Voltando então ao caso sub judice, os factos controvertidos relativos à situação da gerência de direito e de facto da sociedade Ré, a autoria dos factos, o acidente, a dinâmica do acidente, a culpa, o nexo de causalidade entre o acidente e a morte do trabalhador resultam da sentença penal, transitada em julgado, correspondendo as alíneas C), D), F), I), M), N), O), P), Q), R),T), U), V), W) e FF) dos factos provados às alíneas b), c), d), e), g), l), m), n), o), p), r), t), u), v) e q) dos factos provados da sentença penal, cuja certidão com nota de trânsito em julgado se encontra nos autos.”
(iii) De resto, o Tribunal recorrido também sufragou idêntica orientação com vista à solução do caso trazido a Juízo, como podemos colher do respetivo acórdão, tendo enunciado, neste particular:
“Sem embargo, e seja qual for a teoria utilizada para classificar a situação (ou a do efeito reflexo do caso julgado ou a teoria da extensão do caso julgado ou da eficácia probatória da sentença penal, enquanto questão de distribuição de prova), cremos que ainda assim se poderá dizer com toda a propriedade o seguinte:
- em relação ao arguido condenado no processo penal opera plenamente e sem quaisquer restrições a autoridade do caso julgado da sentença penal no que tange à matéria da autoria, da ilicitude e da culpa, estando vedado ao arguido num subsequente processo cível entre as mesmas partes ilidir a presunção decorrente da sentença penal.
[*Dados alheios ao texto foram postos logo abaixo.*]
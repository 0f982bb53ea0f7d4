pub mod lifecycle;
pub mod matching;
pub mod poller;
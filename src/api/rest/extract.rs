use async_trait::async_trait;
use axum::extract::rejection::JsonRejection;
use axum::extract::{FromRequest, Request};
use axum::Json;

use crate::error::AppError;

/// `Json` whose rejections surface as [`AppError::Validation`], so a missing
/// or mistyped field gets the same 400 body as any other bad input.
pub struct AppJson<T>(pub T);

#[async_trait]
impl<S, T> FromRequest<S> for AppJson<T>
where
    Json<T>: FromRequest<S, Rejection = JsonRejection>,
    S: Send + Sync,
{
    type Rejection = AppError;

    async fn from_request(req: Request, state: &S) -> Result<Self, Self::Rejection> {
        let Json(value) = Json::<T>::from_request(req, state).await?;
        Ok(AppJson(value))
    }
}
Dito de outro modo: os factos que foram considerados provados na sentença penal, têm de ser atendidos na sentença cível como factos provados, não sendo admissível contrariá-los por qualquer meio de prova.”
(…)
Revelando-se, pois, assertiva a conclusão do Tribunal a quo de que, in casu, os factos controvertidos relativos à situação da gerência de direito e de facto da sociedade Ré, a autoria dos factos, o acidente, a dinâmica do acidente, a culpa, o nexo de causalidade entre o acidente e a morte do trabalhador resultam da sentença penal, transitada em julgado, correspondendo as alíneas C), D), F), I), M), N), O), P), Q), R), T), U), V), W) e FF) dos factos provados às alíneas b), c), d), e), g), l), m), n), o), p), r), t), u), v) e q) dos factos provados da sentença penal, cuja certidão com nota de trânsito em julgado se encontra nos autos.”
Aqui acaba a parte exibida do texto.